中越沖地震で被災した柏崎市の中心市街地は、復興にあたって大きな岐路に立っている。一方はとりあえずの復旧は達成するものの、被災以前の衰退がさらに加速し、中心市街地としての機能を失ってしまうという道であり、他方は震災復興を機に、新しいまちづくりに取り組み、賑わいや中心性を回復するという道だ。
衰退局面にあるまちをそのまま復元しても賑わいは戻らない。中心市街地が活動を取り戻すためには、元に戻すのではなく、時代に即した新しいまちづくりを進める必要がある。柏崎市の震災復興にはそうした視点が必要となる。
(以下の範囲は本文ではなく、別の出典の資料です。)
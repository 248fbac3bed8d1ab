//! Island shape strategies: decide whether a raster cell is land.

use std::collections::HashMap;
use std::f32::consts::TAU;

use rand_chacha::ChaCha8Rng;

use crate::error::{GenError, Result};
use crate::geometry::Vec2;
use crate::octave::{Noise1DParams, OctaveNoise1D, OctaveNoise2D};
use crate::raster::{GridIndex, Raster};

/// Island radius is capped at this fraction of the shorter border side.
pub const MAX_RADIUS_FRACTION: f32 = 0.48;

/// Angular resolution of the circle island's noise cache (buckets per turn).
const ANGLE_BUCKETS: u32 = 1 << 14;

/// Land/ocean strategy, chosen once per generation pass.
#[derive(Clone, Debug)]
pub enum IslandShape {
    /// Circle whose rim is pushed in and out by 1D noise over the angle.
    Circle(CircleIsland),
    /// 2D noise thresholded against the squared distance from the map centre.
    Field(FieldIsland),
}

impl IslandShape {
    pub fn is_land(&mut self, raster: &Raster, cell: GridIndex) -> bool {
        match self {
            IslandShape::Circle(circle) => circle.is_land(raster, cell),
            IslandShape::Field(field) => field.is_land(cell),
        }
    }

    pub fn name(&self) -> &'static str {
        match self {
            IslandShape::Circle(_) => "circle",
            IslandShape::Field(_) => "field",
        }
    }
}

#[derive(Clone, Debug)]
pub struct CircleIsland {
    center: GridIndex,
    center_point: Vec2,
    radius: f32,
    noise: OctaveNoise1D,
    /// Rim offset per quantized angle.
    rim_cache: HashMap<u32, f32>,
}

impl CircleIsland {
    /// `center` defaults to the middle cell `(m / 2, n / 2)`. `radius` is in
    /// world units and capped at `MAX_RADIUS_FRACTION` of the shorter side.
    pub fn new(
        raster: &Raster,
        center: Option<GridIndex>,
        radius: f32,
        noise: &Noise1DParams,
        rng: &mut ChaCha8Rng,
    ) -> Result<Self> {
        if !radius.is_finite() || radius < 0.0 {
            return Err(GenError::InvalidRadius(radius));
        }

        let center = center.unwrap_or(GridIndex::new(raster.m() / 2, raster.n() / 2));
        if !raster.contains_cell(center) {
            return Err(GenError::CenterOutOfBounds {
                x: center.x,
                y: center.y,
                m: raster.m(),
                n: raster.n(),
            });
        }

        let radius = radius.min(raster.border().min_side() * MAX_RADIUS_FRACTION);

        Ok(Self {
            center,
            center_point: raster.center(center),
            radius,
            noise: OctaveNoise1D::new(noise, rng)?,
            rim_cache: HashMap::new(),
        })
    }

    pub fn center(&self) -> GridIndex {
        self.center
    }

    pub fn radius(&self) -> f32 {
        self.radius
    }

    pub fn is_land(&mut self, raster: &Raster, cell: GridIndex) -> bool {
        let dx = cell.x as f32 - self.center.x as f32;
        let dy = cell.y as f32 - self.center.y as f32;
        let offset = self.rim_offset(dy.atan2(dx));

        raster.center(cell).distance(&self.center_point) < offset + self.radius
    }

    /// Noise at `angle`, snapped to the cache's angular grid.
    fn rim_offset(&mut self, angle: f32) -> f32 {
        let turn = angle.rem_euclid(TAU) / TAU;
        let bucket = (turn * ANGLE_BUCKETS as f32).round() as u32 % ANGLE_BUCKETS;

        let noise = &self.noise;
        *self.rim_cache.entry(bucket).or_insert_with(|| {
            noise.sample(bucket as f32 / ANGLE_BUCKETS as f32 * TAU)
        })
    }
}

#[derive(Clone, Debug)]
pub struct FieldIsland {
    noise: OctaveNoise2D,
    m: u32,
    n: u32,
}

impl FieldIsland {
    /// Noise spans the raster's `m x n` cell grid.
    pub fn new(raster: &Raster, octaves: u32, amplitude: f32, rng: &mut ChaCha8Rng) -> Result<Self> {
        Ok(Self {
            noise: OctaveNoise2D::with_octaves(raster.m(), raster.n(), octaves, amplitude, rng)?,
            m: raster.m(),
            n: raster.n(),
        })
    }

    pub fn is_land(&self, cell: GridIndex) -> bool {
        let xc = cell.x as f32 * 2.0 / self.m as f32 - 1.0;
        let yc = cell.y as f32 * 2.0 / self.n as f32 - 1.0;
        let dist = xc * xc + yc * yc;

        self.noise.sample(cell.x as f32, cell.y as f32) > dist
    }
}

#[cfg(test)]
mod tests {
    use super::*;
    use crate::geometry::Rect;
    use rand::SeedableRng;

    fn rng() -> ChaCha8Rng {
        ChaCha8Rng::seed_from_u64(11)
    }

    fn flat_noise() -> Noise1DParams {
        Noise1DParams {
            amplitude: 0.0,
            frequency: 10,
            octaves: 2,
            ..Default::default()
        }
    }

    #[test]
    fn test_circle_without_noise_is_a_disc() {
        let raster = Raster::new(Rect::from_size(10.0, 10.0), 10, 0.0, &mut rng()).unwrap();
        let mut shape = IslandShape::Circle(
            CircleIsland::new(&raster, Some(GridIndex::new(5, 5)), 3.0, &flat_noise(), &mut rng())
                .unwrap(),
        );

        for y in 0..10 {
            for x in 0..10 {
                let d2 = (x as i32 - 5).pow(2) + (y as i32 - 5).pow(2);
                let land = shape.is_land(&raster, GridIndex::new(x, y));
                assert_eq!(land, d2 < 9, "cell ({}, {})", x, y);
            }
        }
    }

    #[test]
    fn test_circle_defaults_and_limits() {
        let raster = Raster::new(Rect::from_size(20.0, 10.0), 20, 0.0, &mut rng()).unwrap();
        let circle = CircleIsland::new(&raster, None, 100.0, &flat_noise(), &mut rng()).unwrap();
        assert_eq!(circle.center(), GridIndex::new(10, 5));
        assert!((circle.radius() - 4.8).abs() < 1e-5);

        assert!(matches!(
            CircleIsland::new(&raster, Some(GridIndex::new(20, 0)), 2.0, &flat_noise(), &mut rng()),
            Err(GenError::CenterOutOfBounds { .. })
        ));
        assert!(matches!(
            CircleIsland::new(&raster, None, -1.0, &flat_noise(), &mut rng()),
            Err(GenError::InvalidRadius(_))
        ));
    }

    #[test]
    fn test_rim_offset_is_order_independent() {
        let raster = Raster::new(Rect::from_size(40.0, 40.0), 40, 0.2, &mut rng()).unwrap();
        let params = Noise1DParams {
            amplitude: 4.0,
            frequency: 10,
            octaves: 4,
            ..Default::default()
        };
        let mut forward = CircleIsland::new(&raster, None, 12.0, &params, &mut rng()).unwrap();
        let mut backward = forward.clone();

        let cells: Vec<GridIndex> = (0..40)
            .flat_map(|y| (0..40).map(move |x| GridIndex::new(x, y)))
            .collect();
        let a: Vec<bool> = cells.iter().map(|&c| forward.is_land(&raster, c)).collect();
        let mut b: Vec<bool> = cells.iter().rev().map(|&c| backward.is_land(&raster, c)).collect();
        b.reverse();
        assert_eq!(a, b);
    }

    #[test]
    fn test_field_island_is_centred() {
        let raster = Raster::new(Rect::from_size(64.0, 64.0), 32, 0.0, &mut rng()).unwrap();
        let mut shape =
            IslandShape::Field(FieldIsland::new(&raster, 4, 1.0, &mut rng()).unwrap());

        // corners of the map sit at squared distance ~2, beyond the noise maximum
        assert!(!shape.is_land(&raster, GridIndex::new(0, 0)));
        assert!(!shape.is_land(&raster, GridIndex::new(31, 31)));
        assert!(!shape.is_land(&raster, GridIndex::new(0, 31)));
        assert_eq!(shape.name(), "field");
    }
}
//! ASCII rendering of generated islands
//!
//! Text previews of the cell classes, the corner classes and the sampled
//! heightmap, for the terminal or a plain text file.

use std::fs;
use std::path::Path;

use crate::coastline::CellClass;
use crate::error::Result;
use crate::generator::IslandMap;
use crate::tilemap::Tilemap;

/// ASCII rendering modes
#[derive(Clone, Copy, Debug, PartialEq, Eq)]
pub enum AsciiMode {
    /// One character per raster cell
    Cells,
    /// One character per raster corner
    Corners,
    /// Heightmap gradient, downsampled to the requested width
    Height,
}

impl AsciiMode {
    pub fn name(&self) -> &'static str {
        match self {
            AsciiMode::Cells => "Cells",
            AsciiMode::Corners => "Corners",
            AsciiMode::Height => "Height",
        }
    }

    pub fn all() -> &'static [AsciiMode] {
        &[AsciiMode::Cells, AsciiMode::Corners, AsciiMode::Height]
    }
}

pub fn cell_char(class: CellClass) -> char {
    match class {
        CellClass::Ocean => '~',
        CellClass::Land => '#',
        CellClass::Unclassified => '?',
    }
}

/// Get ASCII character for a height in [0, 1]
pub fn height_char(height: f32) -> char {
    const CHARS: &[char] = &['~', '.', '-', '=', '+', '*', '#', '%', '^', 'A', 'M'];
    if height <= 0.0 {
        return CHARS[0];
    }
    let idx = 1 + (height.clamp(0.0, 1.0) * (CHARS.len() - 2) as f32) as usize;
    CHARS[idx.min(CHARS.len() - 1)]
}

/// Render `map` in `mode`. `max_width` caps the heightmap preview's columns;
/// terminal cells are about twice as tall as wide, so rows are halved.
pub fn render_ascii_map(map: &IslandMap, mode: AsciiMode, max_width: usize) -> String {
    match mode {
        AsciiMode::Cells => render_grid(&map.classification.cells, |&c| cell_char(c)),
        AsciiMode::Corners => render_grid(&map.classification.corners, |c| c.symbol()),
        AsciiMode::Height => render_heightmap(&map.heightmap, max_width),
    }
}

fn render_grid<T>(grid: &Tilemap<T>, to_char: impl Fn(&T) -> char) -> String {
    let mut result = String::with_capacity((grid.width + 1) * grid.height);
    for row in grid.rows() {
        result.extend(row.iter().map(&to_char));
        result.push('\n');
    }
    result
}

fn render_heightmap(heightmap: &Tilemap<f32>, max_width: usize) -> String {
    if heightmap.width == 0 || heightmap.height == 0 {
        return String::new();
    }

    let step = heightmap.width.div_ceil(max_width.max(1)).max(1);
    let columns = heightmap.width.div_ceil(step);
    let rows = heightmap.height.div_ceil(step * 2);
    let mut result = String::with_capacity((columns + 1) * rows);

    for row in 0..rows {
        for column in 0..columns {
            let x = column * step;
            let y = (row * step * 2).min(heightmap.height - 1);
            result.push(height_char(*heightmap.get(x, y)));
        }
        result.push('\n');
    }

    result
}

/// Generate legend for height characters
pub fn height_legend() -> String {
    "=== HEIGHT LEGEND ===\n\
     ~ Ocean   . - = Lowland   + * # Hills   % ^ A M Highland\n"
        .to_string()
}

pub fn print_ascii_map(map: &IslandMap, mode: AsciiMode, max_width: usize) {
    println!("=== {} ===", mode.name());
    print!("{}", render_ascii_map(map, mode, max_width));
    if mode == AsciiMode::Height {
        print!("{}", height_legend());
    }
}

/// Write every mode into one text file.
pub fn export_ascii(map: &IslandMap, max_width: usize, path: impl AsRef<Path>) -> Result<()> {
    let mut text = format!("seed {}\n\n", map.seed());
    for &mode in AsciiMode::all() {
        text.push_str(&format!("=== {} ===\n", mode.name()));
        text.push_str(&render_ascii_map(map, mode, max_width));
        text.push('\n');
    }
    text.push_str(&height_legend());
    fs::write(path, text)?;
    Ok(())
}
//! Corner elevations grown inland from the coastline.

use std::collections::VecDeque;
use std::fmt;
use std::str::FromStr;

use serde::{Deserialize, Serialize};
use tracing::debug;

use crate::coastline::{Classification, CornerClass, COAST_ELEVATION};
use crate::raster::GridIndex;
use crate::tilemap::Tilemap;

/// Elevation added per breadth-first wave away from the coast.
pub const WAVE_STEP: f32 = 0.1;

/// Land corner elevation in [`ElevationMode::Flat`].
pub const FLAT_PLATEAU: f32 = 2.0;

#[derive(Clone, Copy, Debug, Default, PartialEq, Eq, Serialize, Deserialize)]
#[serde(rename_all = "snake_case")]
pub enum ElevationMode {
    /// Land rises by [`WAVE_STEP`] per corner step inland.
    #[default]
    Rise,
    /// Every land corner sits on one plateau.
    Flat,
}

impl fmt::Display for ElevationMode {
    fn fmt(&self, f: &mut fmt::Formatter<'_>) -> fmt::Result {
        match self {
            ElevationMode::Rise => write!(f, "rise"),
            ElevationMode::Flat => write!(f, "flat"),
        }
    }
}

impl FromStr for ElevationMode {
    type Err = String;

    fn from_str(s: &str) -> Result<Self, Self::Err> {
        match s.to_lowercase().as_str() {
            "rise" => Ok(ElevationMode::Rise),
            "flat" => Ok(ElevationMode::Flat),
            other => Err(format!("unknown elevation mode '{}' (expected rise or flat)", other)),
        }
    }
}

/// Per-corner elevation after propagation.
#[derive(Clone, Debug, PartialEq, Serialize, Deserialize)]
pub struct ElevationField {
    /// Ocean 0, coast [`COAST_ELEVATION`], land above.
    pub values: Tilemap<f32>,
    /// Normalization divisor for the heightmap.
    pub max_elevation: f32,
    /// Number of breadth-first waves, the coast included. 0 without a coast.
    pub waves: u32,
}

impl ElevationField {
    pub fn get(&self, corner: GridIndex) -> f32 {
        *self.values.get(corner.x as usize, corner.y as usize)
    }
}

pub fn propagate(classification: &Classification, mode: ElevationMode) -> ElevationField {
    let field = match mode {
        ElevationMode::Rise => rise_from_coast(classification),
        ElevationMode::Flat => flat_plateau(classification),
    };

    debug!(
        target: "island_generator::elevation",
        %mode,
        max_elevation = field.max_elevation,
        waves = field.waves,
        "propagated elevation"
    );
    field
}

/// Breadth-first flood over land corners seeded with the whole coast.
///
/// Wave `k` gets `COAST_ELEVATION + k * WAVE_STEP`. A corner is queued at most
/// once, so land that no coast corner reaches stays at 0.
fn rise_from_coast(classification: &Classification) -> ElevationField {
    let corners = &classification.corners;
    let mut values = classification.elevations.clone();
    let mut queued = Tilemap::new_with(corners.width, corners.height, false);

    let mut queue: VecDeque<GridIndex> = VecDeque::with_capacity(classification.coast.len());
    for &corner in &classification.coast {
        queued.set(corner.x as usize, corner.y as usize, true);
        queue.push_back(corner);
    }

    if queue.is_empty() {
        return ElevationField {
            values,
            max_elevation: COAST_ELEVATION,
            waves: 0,
        };
    }

    let mut remaining = queue.len();
    let mut wave = 0u32;
    let mut elevation = COAST_ELEVATION;

    while let Some(corner) = queue.pop_front() {
        if remaining == 0 {
            // everything still queued (plus this corner) is the next wave
            remaining = queue.len() + 1;
            wave += 1;
            elevation = COAST_ELEVATION + WAVE_STEP * wave as f32;
        }
        remaining -= 1;

        let (x, y) = corner.as_usize();
        values.set(x, y, elevation);

        for (nx, ny) in corners.neighbors(x, y) {
            if *corners.get(nx, ny) == CornerClass::Land && !*queued.get(nx, ny) {
                queued.set(nx, ny, true);
                queue.push_back(GridIndex::new(nx as u32, ny as u32));
            }
        }
    }

    ElevationField {
        values,
        max_elevation: elevation,
        waves: wave + 1,
    }
}

fn flat_plateau(classification: &Classification) -> ElevationField {
    let mut values = classification.elevations.clone();
    for (x, y, &class) in classification.corners.iter() {
        if class == CornerClass::Land {
            values.set(x, y, FLAT_PLATEAU);
        }
    }

    ElevationField {
        values,
        max_elevation: COAST_ELEVATION,
        waves: 0,
    }
}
とるべきは後者の道である。
例えば、駅前から歩いて移動できるくらいの空間に、広い歩道と公営住宅(震災復興住宅)、商店街、病院や各種公共施設を一体的に整備するといったコンパクトなまちづくりも一つの案だ。職住が接近し、商業施設、公共施設、医療福祉施設等が集まったコンパクトシティは、21世紀における地方都市の中心市街地のあり方として追求すべき将来像だ。
また柏崎の場合には、市役所を移転してそれを中心にしたまちづくりが考えられる。あるいは、大学を中心に住宅や商業施設が広がるような新しい「大学都市」というまちづくりも考えられる。要は市役所や大学、住宅や公的サービス、商店街といったしかけによって、中心市街地に人が住むとともに集まるしくみをつくっていくことが重要だ。
これまでの災害では、土地や建物に対する所有意識や権利意識が円滑な復興活動を阻害することが多かった。土地に所有者がいる限り、一度更地になったとしてもその上にまったく新しいまちの姿を描くことは難しい。神戸の場合には、区画整理方式で土地を交換し道路の拡幅などを行ったが、その調整には時間がかかった。
しかし、中越沖地震の復興を契機に土地や建物に対する概念を変え、そのための社会的なシステムを整備する必要がある。
地方都市の中心市街地はこれまで一等地であり、次世代に継承していくべき「よき資産」だった。ところが人口減少や中心市街地の衰退という社会変化は、その評価を低下させた。さらに被災によって客離れや再建コストといった「負の資産」も発生する。もはや継承すべき「よき資産」とはいえなくなってきている。このままでは、建物再建がされずに放置された土地が虫食いのように連なる商店街やまちになってしまう恐れすらある。
それを避けるためには、土地の支援システムやリバースモーゲージ等の手法を導入し、ある程度自由に復興後のまちを計画、実現できるようにすることが必要だ。所有する土地の場所や面積が多少変わったとしても、それによって魅力あるまちが再生できれば、資産価値は再び高まっていく。そうした意識や合意を形成していくことが求められる。
個人の土地をまちづくりや公共の観点から流動化したり、再配置するようなしくみや社会システムが、震災復興には有効であり、柏崎市の中心市街地復興活動においてぜひ検討・実現してもらいたいことである。その実現はこれからの災害復興活動において先駆的モデルとなる。